The number of the crystal groups may be one or more, and the number of the photodetector arrays 102 is the same as the number of the crystal groups, for example, the detector unit 100 shown in fig. 2 includes one crystal group and one photodetector array 102, while the detector unit 100 shown in fig. 3 includes two crystal groups and two photodetector arrays 102, and the two crystal groups are stacked (the detector unit 100 includes the crystal group, the photodetector array 102, the crystal group, and the photodetector array 102 from top to bottom). The detector unit shown in fig. 2 reads out two layers of crystal arrays 101 through the side surfaces of 1 light detector array 102, and the manufacturing cost of the PET detector is low; the detector unit shown in fig. 3 laterally reads two layers of crystal arrays 101 through 2 photo-detector arrays 102, and the size in the Y direction is smaller, so that higher position resolution and time resolution can be achieved. The number of layers of the crystal array 101 and the type of the scintillation crystal in each crystal group are both greater than or equal to 2.

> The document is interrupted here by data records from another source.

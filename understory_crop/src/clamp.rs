// Copyright 2025 the Understory Authors
// SPDX-License-Identifier: Apache-2.0 OR MIT

//! Bounds math shared by every positioning path of the controller.

use kurbo::{Rect, Size, Vec2};

/// How strictly the image position is held against the viewport.
///
/// Both modes work per axis, independently.
#[derive(Clone, Copy, Debug, PartialEq, Eq, Default)]
pub enum ClampMode {
    /// Keep the image overlapping the viewport on each axis.
    ///
    /// The image may leave gaps inside the viewport, but it can never be
    /// dragged completely outside of it. Applied while a gesture runs with
    /// snapping disabled.
    #[default]
    KeepSomeVisible,
    /// Make the image cover the viewport on each axis.
    ///
    /// Where the scaled image is smaller than the viewport, it is centered
    /// on that axis instead. Applied when a gesture ends with snapping
    /// enabled.
    Cover,
}

/// Returns the smallest scale at which `image` covers `viewport`.
///
/// Returns `None` when either size has no area.
#[must_use]
pub fn cover_fit_scale(image: Size, viewport: Size) -> Option<f64> {
    if image.width <= 0.0 || image.height <= 0.0 {
        return None;
    }
    if viewport.width <= 0.0 || viewport.height <= 0.0 {
        return None;
    }
    Some((viewport.width / image.width).max(viewport.height / image.height))
}

/// Returns the position that centers `image`, scaled by `scale`, over `viewport`.
#[must_use]
pub fn centered_position(image: Size, scale: f64, viewport: Rect) -> Vec2 {
    let scaled = image * scale;
    viewport.center().to_vec2() - scaled.to_vec2() / 2.0
}

/// Returns the container-space rectangle of an image placed at `position`.
#[must_use]
pub fn image_rect(image: Size, scale: f64, position: Vec2) -> Rect {
    Rect::from_origin_size(position.to_point(), image * scale)
}

/// Clamps the top-left `position` of an image of `scaled_image` size
/// against `viewport`.
#[must_use]
pub fn clamp_position(position: Vec2, scaled_image: Size, viewport: Rect, mode: ClampMode) -> Vec2 {
    Vec2::new(
        clamp_axis(position.x, scaled_image.width, viewport.x0, viewport.width(), mode),
        clamp_axis(position.y, scaled_image.height, viewport.y0, viewport.height(), mode),
    )
}

fn clamp_axis(offset: f64, extent: f64, view_start: f64, view_len: f64, mode: ClampMode) -> f64 {
    let extent = extent.max(0.0);
    let view_len = view_len.max(0.0);
    match mode {
        ClampMode::KeepSomeVisible => offset.clamp(view_start - extent, view_start + view_len),
        ClampMode::Cover if extent >= view_len => {
            offset.clamp(view_start + view_len - extent, view_start)
        }
        ClampMode::Cover => view_start + (view_len - extent) / 2.0,
    }
}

Taking the example where each crystal group includes two layers of crystal arrays 101, the above-described PET detector can implement a single photodetector array 102 side readout double layer crystal array 101: firstly, discrimination of double-layer crystal arrays 101 with different decay time characteristics is realized through pulse shape discrimination, namely, a target crystal array which acts with gamma rays is determined; secondly, according to the distribution of photons generated by the interaction of the gamma rays and the crystal groups to the photodetector array 102, the action position measurement and the action depth measurement in each layer of the crystal array 101 are realized, namely, the action position measurement of the gamma rays in the stacking direction (such as the Y direction in the figures 2 and 3) of the crystal array 101 and the action depth measurement in the length direction (such as the Z direction in the figures 2 and 3) of the scintillation crystal are realized.

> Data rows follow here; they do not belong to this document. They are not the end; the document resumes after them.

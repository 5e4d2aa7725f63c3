//! leptos-node-graph: node-based graph editor component for Leptos.
//!
//! This crate provides a WASM graph editing component that renders nodes with
//! typed anchors and connections between them, with pan/zoom, node dragging and
//! drag-to-connect. The coordinate transforms, anchor lookups and styling
//! values it is built on are plain Rust and usable on their own.

use leptos::prelude::*;
use leptos_meta::*;
use log::{Level, info, warn};
use wasm_bindgen::JsCast;
use web_sys::{HtmlScriptElement, Window};

pub mod components;

pub use components::graph::{
	Anchor, AnchorDef, AnchorSide, AnchorValue, Camera, Category, CategoryEntry, Color,
	FullConnection, Graph, GraphConfig, GraphData, GraphError, GraphNode, NodeTypeDef, Style,
	Surface, SurfaceSize, Vec2, anchor, camera_to_offset, camera_to_world, offset_to_camera,
	world_to_camera,
};

/// Initialize logging and panic hooks for the WASM target.
pub fn init_logging() {
	let _ = console_log::init_with_level(Level::Debug);
	console_error_panic_hook::set_once();
	info!("node-graph: logging initialized");
}

/// Load configuration overrides from a script element with id="graph-config".
/// Expected format: a (partial) JSON [`GraphConfig`].
fn load_graph_config() -> Option<GraphConfig> {
	let window: Window = web_sys::window()?;
	let document = window.document()?;
	let element = document.get_element_by_id("graph-config")?;
	let script: HtmlScriptElement = element.dyn_into().ok()?;
	let json_text = script.text().ok()?;

	match GraphConfig::from_json(&json_text) {
		Ok(config) => {
			info!(
				"node-graph: loaded config with {} node types",
				config.node_types.len()
			);
			Some(config)
		}
		Err(e) => {
			warn!("node-graph: {}", e);
			None
		}
	}
}

/// Node types used by the demo page.
pub fn demo_config() -> GraphConfig {
	let number = |id: &str, side| AnchorDef::new(id, "number", side);
	GraphConfig {
		categories: vec![Category::new(
			"Nodes",
			vec![
				"constant".into(),
				Category::new("Math", vec!["add".into(), "multiply".into()]).into(),
				"display".into(),
			],
		)],
		..GraphConfig::default()
	}
	.with_node_type(
		"constant",
		NodeTypeDef::new(
			"Constant",
			vec![number("value", AnchorSide::Output).with_default(1.0)],
		),
	)
	.with_node_type(
		"add",
		NodeTypeDef::new(
			"Add",
			vec![
				number("a", AnchorSide::Input).with_default(0.0),
				number("b", AnchorSide::Input).with_default(0.0),
				number("sum", AnchorSide::Output),
			],
		),
	)
	.with_node_type(
		"multiply",
		NodeTypeDef::new(
			"Multiply",
			vec![
				number("a", AnchorSide::Input).with_default(1.0),
				number("b", AnchorSide::Input).with_default(1.0),
				number("product", AnchorSide::Output),
			],
		),
	)
	.with_node_type(
		"display",
		NodeTypeDef {
			label: "Display".into(),
			color: Some(Color::rgb(40, 110, 70)),
			anchors: vec![AnchorDef::new("value", "number", AnchorSide::Input)],
		},
	)
}

/// A small graph wired from the demo node types.
pub fn demo_data(config: &GraphConfig) -> components::graph::Result<GraphData> {
	let mut data = GraphData {
		nodes: vec![
			config.instantiate("constant", "c1", Vec2::new(-420.0, -120.0))?,
			config.instantiate("constant", "c2", Vec2::new(-420.0, 40.0))?,
			config.instantiate("add", "add", Vec2::new(-160.0, -60.0))?,
			config.instantiate("display", "out", Vec2::new(120.0, -40.0))?,
		],
		connections: Vec::new(),
	};
	if let Some(node) = data.node_mut("c2") {
		anchor::set(&mut node.anchors, "value", 2.0)?;
	}
	data.connect(FullConnection::new("c1", "value", "add", "a"))?;
	data.connect(FullConnection::new("c2", "value", "add", "b"))?;
	data.connect(FullConnection::new("add", "sum", "out", "value"))?;
	Ok(data)
}

/// Main application component.
/// Loads configuration from the DOM and renders the editor with a palette.
#[component]
pub fn App() -> impl IntoView {
	provide_meta_context();

	let config = load_graph_config().unwrap_or_else(demo_config);
	let graph_data = demo_data(&config).unwrap_or_else(|e| {
		warn!("node-graph: demo graph unavailable: {}", e);
		GraphData::default()
	});
	let graph_signal = Signal::derive(move || graph_data.clone());

	let palette: Vec<(usize, String, bool)> = config
		.categories
		.iter()
		.flat_map(|c| {
			std::iter::once((0, c.name.clone(), true)).chain(c.flatten().into_iter().map(
				|(depth, entry)| match entry {
					CategoryEntry::Category(c) => (depth + 1, c.name.clone(), true),
					CategoryEntry::Item(name) => (depth + 1, name.clone(), false),
				},
			))
		})
		.collect();

	view! {
		<Html attr:lang="en" attr:dir="ltr" attr:data-theme="dark" />
		<Title text="Node Graph" />
		<Meta charset="UTF-8" />
		<Meta name="viewport" content="width=device-width, initial-scale=1.0" />

		<div class="fullscreen-graph">
			<Graph data=graph_signal config=config fullscreen=true />
			<div class="graph-overlay">
				<h1>"Node Graph"</h1>
				<p class="subtitle">"Drag nodes to move. Drag from an anchor to connect. Scroll to zoom. Drag background to pan."</p>
				<ul class="palette">
					{palette
						.into_iter()
						.map(|(depth, name, is_category)| {
							let class = if is_category { "category" } else { "item" };
							let indent = format!("padding-left: {}em;", depth);
							view! { <li class=class style=indent>{name}</li> }
						})
						.collect_view()}
				</ul>
			</div>
		</div>
	}
}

According to the PET detector, the multilayer crystal array 101 with different light attenuation times is read out from the side surface of the light detector array 102, so that the position and depth measurement of the action of the gamma ray and the scintillation crystal can be realized simultaneously, the cost of the PET detector is reduced, the PET imaging system with a long axial view field can keep high spatial resolution while improving the sensitivity, and meanwhile, the insensitive area of the PET detector is reduced (the area where the light detector array 102 is located belongs to the insensitive area). In summary, the PET detector can achieve high spatial resolution and high sensitivity in a full field of view at low cost. In addition, the PET detector is convenient to assemble.

The discrimination effect of the pulse shape discrimination method can be verified by testing scintillation crystal materials with two different light attenuation times. Optionally, the material of the scintillation crystal comprises yttrium lutetium silicate LYSO, gadolinium silicate GSO, yttrium silicate YSO, lutetium fine silicate LFS, bismuth germanate BGO, lutetium silicate LSO, barium fluoride BaF₂Cesium iodide CsI, sodium iodide NaI, lead tungstate and lanthanum bromide LaBr₃At least two of them.

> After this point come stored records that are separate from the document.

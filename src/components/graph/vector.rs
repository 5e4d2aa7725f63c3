//! Two-dimensional vector value type.
//!
//! [`Vec2`] is a plain `Copy` value: every operation returns a new vector and
//! never mutates its receiver. Division is the only partial operation and is
//! checked, see [`Vec2::checked_div`].

use std::ops::{Add, Mul, Neg, Sub};

use serde::{Deserialize, Serialize};

use super::error::{GraphError, Result};

/// A 2D vector or point.
#[derive(Clone, Copy, Debug, Default, PartialEq, Serialize, Deserialize)]
pub struct Vec2 {
	pub x: f64,
	pub y: f64,
}

impl Vec2 {
	/// The zero vector.
	pub const ZERO: Vec2 = Vec2::new(0.0, 0.0);

	pub const fn new(x: f64, y: f64) -> Self {
		Self { x, y }
	}

	/// Build a vector from its polar form.
	pub fn from_polar(length: f64, angle: f64) -> Self {
		Self::new(length * angle.cos(), length * angle.sin())
	}

	/// Component-wise difference, same as `self - v`.
	pub fn subtract(self, v: Vec2) -> Self {
		Self::new(self.x - v.x, self.y - v.y)
	}

	/// Multiply both components by `a`.
	pub fn scale(self, a: f64) -> Self {
		Self::new(self.x * a, self.y * a)
	}

	/// Divide both components by `a`.
	///
	/// Fails with [`GraphError::ZeroDivisor`] when `a` is zero or NaN instead of
	/// producing non-finite components.
	pub fn checked_div(self, a: f64) -> Result<Self> {
		if a == 0.0 || a.is_nan() {
			return Err(GraphError::ZeroDivisor(a));
		}
		Ok(Self::new(self.x / a, self.y / a))
	}

	/// Euclidean norm.
	pub fn length(self) -> f64 {
		(self.x * self.x + self.y * self.y).sqrt()
	}

	/// Polar angle in radians, `atan2(y, x)`, in `(-π, π]`.
	pub fn angle(self) -> f64 {
		self.y.atan2(self.x)
	}

	pub fn distance(self, other: Vec2) -> f64 {
		(self - other).length()
	}
}

impl Add for Vec2 {
	type Output = Vec2;

	fn add(self, v: Vec2) -> Vec2 {
		Vec2::new(self.x + v.x, self.y + v.y)
	}
}

impl Sub for Vec2 {
	type Output = Vec2;

	fn sub(self, v: Vec2) -> Vec2 {
		self.subtract(v)
	}
}

impl Mul<f64> for Vec2 {
	type Output = Vec2;

	fn mul(self, a: f64) -> Vec2 {
		self.scale(a)
	}
}

impl Neg for Vec2 {
	type Output = Vec2;

	fn neg(self) -> Vec2 {
		Vec2::new(-self.x, -self.y)
	}
}
//! Canvas rendering for the node graph.
//!
//! Rendering uses multiple passes for correct z-ordering:
//! 1. Background and grid (screen space)
//! 2. Connections, then the link being drawn (world space)
//! 3. Nodes in draw order, each with its anchors

use std::f64::consts::PI;

use wasm_bindgen::JsValue;
use web_sys::CanvasRenderingContext2d;

use super::anchor::AnchorSide;
use super::config::GraphConfig;
use super::layout::connection_curve;
use super::state::{AnchorRef, GraphState};
use super::theme::Style;
use super::types::GraphNode;
use super::vector::Vec2;

/// Grid spacing in world units.
const GRID_SPACING: f64 = 40.0;
/// Grid lines closer than this many pixels are skipped.
const GRID_MIN_PX: f64 = 8.0;
const LABEL_PX: f64 = 14.0;
const ANCHOR_LABEL_PX: f64 = 11.0;
const CONNECTION_WIDTH: f64 = 2.5;

/// Renders the complete graph to the canvas.
pub fn render(state: &GraphState, ctx: &CanvasRenderingContext2d, config: &GraphConfig) {
	let style = &config.style;
	let size = state.size;

	ctx.set_fill_style_str(&style.primary.stringify());
	ctx.fill_rect(0.0, 0.0, size.width, size.height);
	draw_grid(state, ctx, style);

	ctx.save();
	// Same mapping as world_to_camera followed by camera_to_offset.
	let camera = state.camera;
	let _ = ctx.translate(size.width * 0.5, size.height * 0.5);
	let _ = ctx.scale(camera.zoom, camera.zoom);
	let _ = ctx.translate(-camera.position.x, -camera.position.y);

	draw_connections(state, ctx, config);
	draw_pending_link(state, ctx, config);
	for node in &state.data.nodes {
		draw_node(state, ctx, config, node);
	}

	ctx.restore();
}

/// World-space grid spacing for `zoom`, doubled until lines are at least
/// [`GRID_MIN_PX`] apart on screen. `None` when zoom is zero or not finite.
fn grid_spacing(zoom: f64) -> Option<f64> {
	let zoom = zoom.abs();
	if !zoom.is_finite() || zoom == 0.0 {
		return None;
	}
	let mut spacing = GRID_SPACING;
	while spacing * zoom < GRID_MIN_PX {
		spacing *= 2.0;
	}
	Some(spacing)
}

fn draw_grid(state: &GraphState, ctx: &CanvasRenderingContext2d, style: &Style) {
	let size = state.size;
	let Some(spacing) = grid_spacing(state.camera.zoom) else {
		return;
	};

	let (Ok(corner_a), Ok(corner_b)) = (
		state.camera.offset_to_world(Vec2::ZERO, &size),
		state
			.camera
			.offset_to_world(Vec2::new(size.width, size.height), &size),
	) else {
		return;
	};
	let top_left = Vec2::new(corner_a.x.min(corner_b.x), corner_a.y.min(corner_b.y));
	let bottom_right = Vec2::new(corner_a.x.max(corner_b.x), corner_a.y.max(corner_b.y));

	ctx.set_stroke_style_str(&style.grid_color.stringify());
	ctx.set_line_width(1.0);
	ctx.begin_path();

	let mut x = (top_left.x / spacing).floor() * spacing;
	while x <= bottom_right.x {
		let sx = state.camera.world_to_offset(Vec2::new(x, 0.0), &size).x.round() + 0.5;
		ctx.move_to(sx, 0.0);
		ctx.line_to(sx, size.height);
		x += spacing;
	}
	let mut y = (top_left.y / spacing).floor() * spacing;
	while y <= bottom_right.y {
		let sy = state.camera.world_to_offset(Vec2::new(0.0, y), &size).y.round() + 0.5;
		ctx.move_to(0.0, sy);
		ctx.line_to(size.width, sy);
		y += spacing;
	}
	ctx.stroke();
}

fn stroke_curve(ctx: &CanvasRenderingContext2d, from: Vec2, to: Vec2) {
	let (c1, c2) = connection_curve(from, to);
	ctx.begin_path();
	ctx.move_to(from.x, from.y);
	ctx.bezier_curve_to(c1.x, c1.y, c2.x, c2.y, to.x, to.y);
	ctx.stroke();
}

fn draw_connections(state: &GraphState, ctx: &CanvasRenderingContext2d, config: &GraphConfig) {
	ctx.set_line_width(CONNECTION_WIDTH);
	for c in &state.data.connections {
		let Ok((from_node, from)) = state.data.anchor(&c.from_node_id, &c.from_anchor_id) else {
			continue;
		};
		let Ok((to_node, to)) = state.data.anchor(&c.to_node_id, &c.to_anchor_id) else {
			continue;
		};
		let (Some(p1), Some(p2)) = (
			state.metrics.anchor_position(from_node, from),
			state.metrics.anchor_position(to_node, to),
		) else {
			continue;
		};
		ctx.set_stroke_style_str(&config.anchor_color(&from.kind).stringify());
		stroke_curve(ctx, p1, p2);
	}
}

fn draw_pending_link(state: &GraphState, ctx: &CanvasRenderingContext2d, config: &GraphConfig) {
	let Some(link) = &state.link else {
		return;
	};
	let Some(start) = state.anchor_position(&link.from) else {
		return;
	};

	let dash = 8.0 / state.camera.zoom;
	let _ = ctx.set_line_dash(&js_sys::Array::of2(
		&JsValue::from_f64(dash),
		&JsValue::from_f64(dash * 0.5),
	));
	ctx.set_stroke_style_str(&config.style.accent.stringify());
	ctx.set_line_width(CONNECTION_WIDTH);
	match link.side {
		AnchorSide::Output => stroke_curve(ctx, start, link.end),
		AnchorSide::Input => stroke_curve(ctx, link.end, start),
	}
	let _ = ctx.set_line_dash(&js_sys::Array::new());
}

/// Path for a rectangle with rounded corners.
fn rounded_rect(ctx: &CanvasRenderingContext2d, pos: Vec2, size: Vec2, radius: f64) {
	let r = radius.min(size.x * 0.5).min(size.y * 0.5).max(0.0);
	let (x, y, w, h) = (pos.x, pos.y, size.x, size.y);
	ctx.begin_path();
	ctx.move_to(x + r, y);
	let _ = ctx.arc_to(x + w, y, x + w, y + h, r);
	let _ = ctx.arc_to(x + w, y + h, x, y + h, r);
	let _ = ctx.arc_to(x, y + h, x, y, r);
	let _ = ctx.arc_to(x, y, x + w, y, r);
	ctx.close_path();
}

fn draw_node(
	state: &GraphState,
	ctx: &CanvasRenderingContext2d,
	config: &GraphConfig,
	node: &GraphNode,
) {
	let style = &config.style;
	let metrics = &state.metrics;
	let size = metrics.node_size(node);
	let header = Vec2::new(size.x, metrics.header_height);

	// body
	rounded_rect(ctx, node.position, size, style.node_radius);
	ctx.set_fill_style_str(&style.node_color.stringify());
	ctx.fill();

	// header, squared off where it meets the body
	let header_radius = style.node_radius.min(header.y * 0.5);
	rounded_rect(ctx, node.position, header, header_radius);
	ctx.set_fill_style_str(&config.node_header_color(&node.node_type).stringify());
	ctx.fill();
	ctx.fill_rect(
		node.position.x,
		node.position.y + header.y * 0.5,
		header.x,
		header.y * 0.5,
	);

	if state.drag.node_id.as_deref() == Some(node.id.as_str()) {
		rounded_rect(ctx, node.position, size, style.node_radius);
		ctx.set_stroke_style_str(&style.accent.stringify());
		ctx.set_line_width(2.0 / state.camera.zoom);
		ctx.stroke();
	}

	ctx.set_fill_style_str(&style.text_color.stringify());
	ctx.set_font(&style.font_at(LABEL_PX));
	ctx.set_text_baseline("middle");
	ctx.set_text_align("left");
	let _ = ctx.fill_text(
		&node.label,
		node.position.x + 12.0,
		node.position.y + header.y * 0.5,
	);

	ctx.set_font(&style.font_at(ANCHOR_LABEL_PX));
	for (anchor, pos) in metrics.anchor_positions(node) {
		let hovered = state.hovered.as_ref().is_some_and(|h: &AnchorRef| {
			h.node_id == node.id && h.anchor_id == anchor.id
		});
		let radius = if hovered {
			metrics.anchor_radius * 1.3
		} else {
			metrics.anchor_radius
		};

		ctx.begin_path();
		let _ = ctx.arc(pos.x, pos.y, radius, 0.0, 2.0 * PI);
		ctx.set_fill_style_str(&config.anchor_color(&anchor.kind).stringify());
		ctx.fill();
		if hovered {
			ctx.set_stroke_style_str(&style.text_color.stringify());
			ctx.set_line_width(1.5 / state.camera.zoom);
			ctx.stroke();
		}

		let text = match (anchor.side, anchor.val.display()) {
			(AnchorSide::Input, Some(val)) => format!("{} = {}", anchor.id, val),
			_ => anchor.id.clone(),
		};
		ctx.set_fill_style_str(&style.text_color.with_alpha(0.8).stringify());
		let inset = metrics.anchor_radius + 6.0;
		match anchor.side {
			AnchorSide::Input => {
				ctx.set_text_align("left");
				let _ = ctx.fill_text(&text, pos.x + inset, pos.y);
			}
			AnchorSide::Output => {
				ctx.set_text_align("right");
				let _ = ctx.fill_text(&text, pos.x - inset, pos.y);
			}
		}
	}
}
//! Leptos component wrapping the node graph canvas.
//!
//! The component creates an HTML canvas element and wires up mouse/wheel event
//! handlers for node dragging, connecting anchors, panning, and zooming. Pointer
//! positions are converted with the canvas element itself as the [`Surface`],
//! so its bounding rect is re-read on every event. An animation loop runs via
//! `requestAnimationFrame`, redrawing each frame.
//!
//! [`Surface`]: super::transform::Surface

use std::cell::RefCell;
use std::rc::Rc;

use leptos::prelude::*;
use log::{info, warn};
use wasm_bindgen::prelude::*;
use web_sys::{CanvasRenderingContext2d, Element, HtmlCanvasElement, MouseEvent, WheelEvent, Window};

use super::config::GraphConfig;
use super::error::Result;
use super::render;
use super::state::GraphState;
use super::transform::SurfaceSize;
use super::types::GraphData;
use super::vector::Vec2;

/// Bundles editing state with the configuration it is drawn with.
struct GraphContext {
	state: GraphState,
	config: GraphConfig,
}

type Shared<T> = Rc<RefCell<Option<T>>>;

fn viewport_size(window: &Window) -> Option<(f64, f64)> {
	Some((
		window.inner_width().ok()?.as_f64()?,
		window.inner_height().ok()?.as_f64()?,
	))
}

/// Pointer position relative to the canvas' top-left corner.
fn pointer_offset(ev: &MouseEvent, canvas: &Element) -> Vec2 {
	let rect = canvas.get_bounding_client_rect();
	Vec2::new(
		ev.client_x() as f64 - rect.left(),
		ev.client_y() as f64 - rect.top(),
	)
}

/// Run a pointer handler against the shared context, logging failures.
fn with_context(
	context: &Shared<GraphContext>,
	canvas_ref: NodeRef<leptos::html::Canvas>,
	ev: &MouseEvent,
	handler: impl FnOnce(&mut GraphState, Vec2, &Element) -> Result<()>,
) {
	let Some(canvas) = canvas_ref.get() else {
		return;
	};
	let canvas: HtmlCanvasElement = canvas.into();
	let element: &Element = canvas.as_ref();
	let offset = pointer_offset(ev, element);
	if let Some(ref mut c) = *context.borrow_mut() {
		if let Err(e) = handler(&mut c.state, offset, element) {
			warn!("graph: pointer event ignored: {}", e);
		}
	}
}

/// Renders an editable node graph on a canvas element.
///
/// Pass graph data via the reactive `data` signal and node types, styling and
/// canvas size via `config`. The canvas takes `config.width` × `config.height`;
/// set `fullscreen = true` to fill the viewport and resize with the window.
#[component]
pub fn Graph(
	#[prop(into)] data: Signal<GraphData>,
	#[prop(optional)] config: GraphConfig,
	#[prop(default = false)] fullscreen: bool,
) -> impl IntoView {
	let canvas_ref = NodeRef::<leptos::html::Canvas>::new();
	let context: Shared<GraphContext> = Rc::new(RefCell::new(None));
	let animate: Shared<Closure<dyn FnMut()>> = Rc::new(RefCell::new(None));
	let resize_cb: Shared<Closure<dyn FnMut()>> = Rc::new(RefCell::new(None));
	let (context_init, animate_init, resize_cb_init) =
		(context.clone(), animate.clone(), resize_cb.clone());
	let css_size = if fullscreen {
		"display: block; width: 100vw; height: 100vh;".to_string()
	} else {
		format!("display: block; width: {}; height: {};", config.width, config.height)
	};

	Effect::new(move |_| {
		let Some(canvas) = canvas_ref.get() else {
			return;
		};
		let canvas: HtmlCanvasElement = canvas.into();
		let Some(window) = web_sys::window() else {
			return;
		};

		let size = match (fullscreen, config.surface_size()) {
			(true, _) => viewport_size(&window),
			(false, Ok(size)) => Some((size.width, size.height)),
			(false, Err(e)) => {
				warn!("graph: {}, using the canvas' own size", e);
				let rect = canvas.get_bounding_client_rect();
				Some((rect.width(), rect.height()))
			}
		};
		let (w, h) = size.unwrap_or((800.0, 600.0));
		canvas.set_width(w as u32);
		canvas.set_height(h as u32);

		let ctx: CanvasRenderingContext2d = match canvas.get_context("2d") {
			Ok(Some(ctx)) => match ctx.dyn_into() {
				Ok(ctx) => ctx,
				Err(_) => return,
			},
			_ => {
				warn!("graph: 2d canvas context unavailable");
				return;
			}
		};

		let data = data.get();
		info!(
			"graph: mounted {} nodes, {} connections",
			data.nodes.len(),
			data.connections.len()
		);
		let mut state = GraphState::new(data, SurfaceSize::new(w, h));
		state.fit_to_content();
		*context_init.borrow_mut() = Some(GraphContext {
			state,
			config: config.clone(),
		});

		if fullscreen {
			let (context_resize, canvas_resize) = (context_init.clone(), canvas.clone());
			*resize_cb_init.borrow_mut() = Some(Closure::new(move || {
				let Some((nw, nh)) = web_sys::window().as_ref().and_then(viewport_size) else {
					return;
				};
				canvas_resize.set_width(nw as u32);
				canvas_resize.set_height(nh as u32);
				if let Some(ref mut c) = *context_resize.borrow_mut() {
					c.state.resize(nw, nh);
				}
			}));
			if let Some(ref cb) = *resize_cb_init.borrow() {
				let _ =
					window.add_event_listener_with_callback("resize", cb.as_ref().unchecked_ref());
			}
		}

		let (context_anim, animate_inner) = (context_init.clone(), animate_init.clone());
		*animate_init.borrow_mut() = Some(Closure::new(move || {
			if let Some(ref c) = *context_anim.borrow() {
				render::render(&c.state, &ctx, &c.config);
			}
			if let (Some(cb), Some(win)) = (&*animate_inner.borrow(), web_sys::window()) {
				let _ = win.request_animation_frame(cb.as_ref().unchecked_ref());
			}
		}));
		if let Some(ref cb) = *animate_init.borrow() {
			let _ = window.request_animation_frame(cb.as_ref().unchecked_ref());
		}
	});

	let context_md = context.clone();
	let on_mousedown = move |ev: MouseEvent| {
		with_context(&context_md, canvas_ref, &ev, |state, offset, surface| {
			state.pointer_down(offset, surface)
		});
	};

	let context_mm = context.clone();
	let on_mousemove = move |ev: MouseEvent| {
		with_context(&context_mm, canvas_ref, &ev, |state, offset, surface| {
			state.pointer_move(offset, surface)
		});
	};

	let context_mu = context.clone();
	let on_mouseup = move |ev: MouseEvent| {
		with_context(&context_mu, canvas_ref, &ev, |state, offset, surface| {
			state.pointer_up(offset, surface).map(|_| ())
		});
	};

	let context_ml = context.clone();
	let on_mouseleave = move |_: MouseEvent| {
		if let Some(ref mut c) = *context_ml.borrow_mut() {
			c.state.pointer_leave();
		}
	};

	let context_wh = context.clone();
	let on_wheel = move |ev: WheelEvent| {
		ev.prevent_default();
		let delta_y = ev.delta_y();
		with_context(&context_wh, canvas_ref, &ev, |state, offset, surface| {
			state.wheel(offset, delta_y, surface)
		});
	};

	view! {
		<canvas
			node_ref=canvas_ref
			class="node-graph-canvas"
			on:mousedown=on_mousedown
			on:mousemove=on_mousemove
			on:mouseup=on_mouseup
			on:mouseleave=on_mouseleave
			on:wheel=on_wheel
			style=css_size
		/>
	}
}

Table 1 below shows performance metrics for four scintillation crystal materials, where FTRL refers to Fast LYSO.

TABLE 1

Performance index	FTRL	LYSO	GSO	YSO
					Attenuation coefficient/(1/cm)	0.86	0.86	0.70	0.39
Decay time/(ns)	31	40	60	70
					Photon yield/(photons/MeV)	30000	30000	10000	27000
Refractive index	1.81	1.81	1.85	1.8
					Luminous wavelength/(nm)	420	420	430	420
Deliquescence property	Is free of	Is free of	Is free of	Is free of

In some possible embodiments, the materials of the scintillation crystal can be arbitrarily chosen from two of table 1. Because the adopted scintillation crystals have fast decay time, the PET detector can achieve higher time resolution. The intersection part of the response line of the long axial view PET imaging system and a measured object such as a human body is longer, so that the positron annihilation position range is enlarged, the time resolution of the PET detector is improved, the positron annihilation positioning precision can be further improved, the signal-to-noise ratio of a reconstructed image is improved, and the imaging quality of the long axial view PET imaging system is remarkably improved.

Preferably, the difference between the light attenuation times of the scintillation crystals in the crystal arrays 101 of different layers is greater than or equal to 10 ns. This facilitates identification of the crystal arrays 101 of different layers, i.e. determination of the target crystal array that is to be subjected to gamma radiation.

Optionally, the photodetector array 102 includes any one of the following: PSPMT (Position Sensitive Photo-Multiplier Tubes) arrays, MCP (MicroChannel Plates), APD (Avalanche photodiode) arrays, SiPM (Silicon photomultiplier) arrays, MPPC (Multi-Pixel Photon Counter), and PMT (Photo-Multiplier Tubes) arrays. In this embodiment, the coupling manner between the photodetector array 102 and the corresponding crystal array 101 is not limited, and taking the photodetector array 102 as an SiPM array as an example, the SiPM array and the corresponding crystal array 101 may be coupled by, but not limited to, air or silicon oil.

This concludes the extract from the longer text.